AxⅠは、体幹の腋下側胸部からAyⅠより外側を走行し、鼠径部でAyⅠと交差し大腿直筋の内側を下行する。基本的には表面はAyⅡの担当エリアであり、その下をAxⅠが走行している。下腿では脛骨の内縁に沿い下行して三陰交でAxⅡと入れ替わり側部内側側面を走行する。

体幹では陰経であるAxⅠの担当エリアは表面にはなく深部を担当している。下肢においては狭い陰経面の前方を担当している。

治療対象の見極め(診断)の初歩は、訴える症状部位をラインとレベルで特定することです。症状がある部位に影響(担当)するラインを判定します。次にその部位のレベル分類をします。つまり患部を座標のようにラインとレベルで置き換えて遠絡療法の初歩の診断になります。

ラインと治療点

施術の際の治療点とは、疼痛ラインへアクセスする為の法則を接経と呼んでいます。治療の目的応じた接経を選択するとその組み立てに準じて施術を行うラインが決まります。治療点を取るラインを治療ラインと呼んでいます。

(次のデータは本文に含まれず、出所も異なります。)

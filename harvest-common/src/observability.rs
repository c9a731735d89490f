//! Shared observability helpers for the binary and integration tests.
//!
//! [`init_logging`] installs one global `tracing` subscriber that writes into a
//! daily rolling file and, optionally, stderr. Call it once near process start;
//! later calls are no-ops that hand back the originally resolved log path.

use std::path::{Path, PathBuf};
use std::sync::OnceLock;

use anyhow::Context;
use chrono::Local;
use serde::{Deserialize, Serialize};
use tracing_appender::non_blocking::WorkerGuard;
use tracing_appender::rolling;
use tracing_subscriber::{
    fmt, layer::SubscriberExt, util::SubscriberInitExt, EnvFilter, Layer, Registry,
};

static LOG_GUARD: OnceLock<WorkerGuard> = OnceLock::new();
static LOG_PATH: OnceLock<PathBuf> = OnceLock::new();

/// Output encoding for structured logs.
#[derive(Debug, Clone, Copy, Default, PartialEq, Eq, Serialize, Deserialize)]
#[serde(rename_all = "lowercase")]
pub enum LogFormat {
    #[default]
    Text,
    Json,
}

/// Configuration passed to [`init_logging`].
#[derive(Debug, Clone)]
pub struct LogConfig {
    /// Logical name of the component, used for the file name and default directory.
    pub app_name: &'static str,
    /// Explicit directory for log output. `None` falls back to the platform
    /// data directory joined with `app_name`.
    pub log_dir: Option<PathBuf>,
    /// Duplicate events to stderr in addition to the file sink.
    pub emit_stderr: bool,
    pub format: LogFormat,
    /// Filter applied when `RUST_LOG` is unset.
    pub default_filter: String,
}

impl Default for LogConfig {
    fn default() -> Self {
        Self {
            app_name: "harvest",
            log_dir: None,
            emit_stderr: false,
            format: LogFormat::Text,
            default_filter: "info".to_string(),
        }
    }
}

type BoxedLayer = Box<dyn Layer<Registry> + Send + Sync + 'static>;

/// Initialise the global `tracing` subscriber.
///
/// Returns the log file path for the current day.
pub fn init_logging(config: LogConfig) -> anyhow::Result<PathBuf> {
    if let Some(path) = LOG_PATH.get() {
        return Ok(path.clone());
    }

    let dir = resolve_log_dir(config.app_name, config.log_dir.as_deref());
    std::fs::create_dir_all(&dir)
        .with_context(|| format!("failed to create log directory: {}", dir.display()))?;

    let file_name = format!("{}.log", config.app_name);
    let today = Local::now().format("%Y-%m-%d").to_string();
    let full_path = dir.join(format!("{file_name}.{today}"));

    let (writer, guard) = tracing_appender::non_blocking(rolling::daily(&dir, &file_name));
    let _ = LOG_GUARD.set(guard);

    let mut layers: Vec<BoxedLayer> = Vec::with_capacity(2);
    layers.push(match config.format {
        LogFormat::Text => fmt::layer().with_writer(writer).with_ansi(false).boxed(),
        LogFormat::Json => fmt::layer().json().with_writer(writer).boxed(),
    });
    if config.emit_stderr {
        layers.push(match config.format {
            LogFormat::Text => fmt::layer().with_writer(std::io::stderr).boxed(),
            LogFormat::Json => fmt::layer().json().with_writer(std::io::stderr).boxed(),
        });
    }

    let env_filter = EnvFilter::try_from_default_env()
        .unwrap_or_else(|_| EnvFilter::new(&config.default_filter));

    tracing_subscriber::registry()
        .with(layers)
        .with(env_filter)
        .try_init()
        .map_err(|e| anyhow::anyhow!("tracing setup failed: {e}"))?;

    let _ = LOG_PATH.set(full_path.clone());
    tracing::info!(path = %full_path.display(), format = ?config.format, "logging.initialised");
    Ok(full_path)
}

fn resolve_log_dir(app_name: &str, explicit: Option<&Path>) -> PathBuf {
    match explicit {
        Some(dir) => dir.to_path_buf(),
        None => dirs::data_local_dir()
            .map(|base| base.join(app_name).join("logs"))
            .unwrap_or_else(|| PathBuf::from(".").join(app_name).join("logs")),
    }
}

#[cfg(test)]
mod tests {
    use super::*;

    #[test]
    fn explicit_dir_wins() {
        let dir = resolve_log_dir("harvest", Some(Path::new("/var/log/harvest")));
        assert_eq!(dir, PathBuf::from("/var/log/harvest"));
    }

    #[test]
    fn default_dir_ends_with_app_name() {
        let dir = resolve_log_dir("harvest-tests", None);
        assert!(dir.ends_with("harvest-tests/logs"));
    }
}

治療点は主に四肢で取ります。厳密なラインの走行を把握するのは四肢だけ十分です。治療点を取る為に、筋と骨との位置関係でラインの走行および治療点の位置を把握していきましょう。

大腿部では、
AyⅠは大腿直筋の外側縁を走行
AxⅠは大腿直筋の内側縁を走行

下腿部では、
AyⅠは前脛骨筋に沿って走行
AxⅠは脛骨の内縁に沿って走行

足部では、
AyⅠは第二中足骨と第三中足骨の間
AxⅠは第一中足骨の内側側面

問1. 治療ラインの左右選択

AyⅠを治療する時に連接でTy1を用いますが、疼痛ラインAyⅠに対して同側対側どちらのTyⅠを用いればよいでしょうか?

問2. 治療点の特性

膝の内側、やや前方の症状(AxⅠ)を治療する時に連接で同側のTyⅢを用いて治療することがでますが、同時に膝裏(AyⅢ)の治療も行う事ができます。なぜでしょうか?

問3. 治療ラインの左右の選択 

AyⅠにもAxⅠにも相輔する際は、AxⅡを用います。同側と対側どちらのAxⅡを用いればよいでしょうか?

問4. 中枢レベル

AyⅠの股・膝・足の関節周辺の症状は、L4.5の中枢レベルと関係しますが、大腿・下腿は胸椎レベルの中枢と関係します。大腿・下腿それぞれの目安となるレベルはどこでしょうか?

問5. 中枢レベル

AxⅠの膝の症状はどの中枢レベルと関係があるでしょうか?

問6. 五行図

体幹・下肢は、Aのラインのみとなり五行の末尾のラインはAⅠとなります。末尾のラインは基本的に蓄積症状の病態が多く現れます。症状が変化しやすい胃付近の症状はどこの蓄積病態の影響を受けていると考えられるでしょうか?

(※つまり、治療すべきレベルは訴える症状の部位ではなく、その背景となっている病態の根本がターゲット)

問7. 臨床問題

腰椎周辺の病態で下肢に神経症状が出る場合、初めにAyⅡ次に波及するラインがAyⅢとAyⅠどちらかに広がる2つのケースがあります。AyⅢへ波及するケースとAyⅠに波及するケースでどのような違いがあるでしょうか?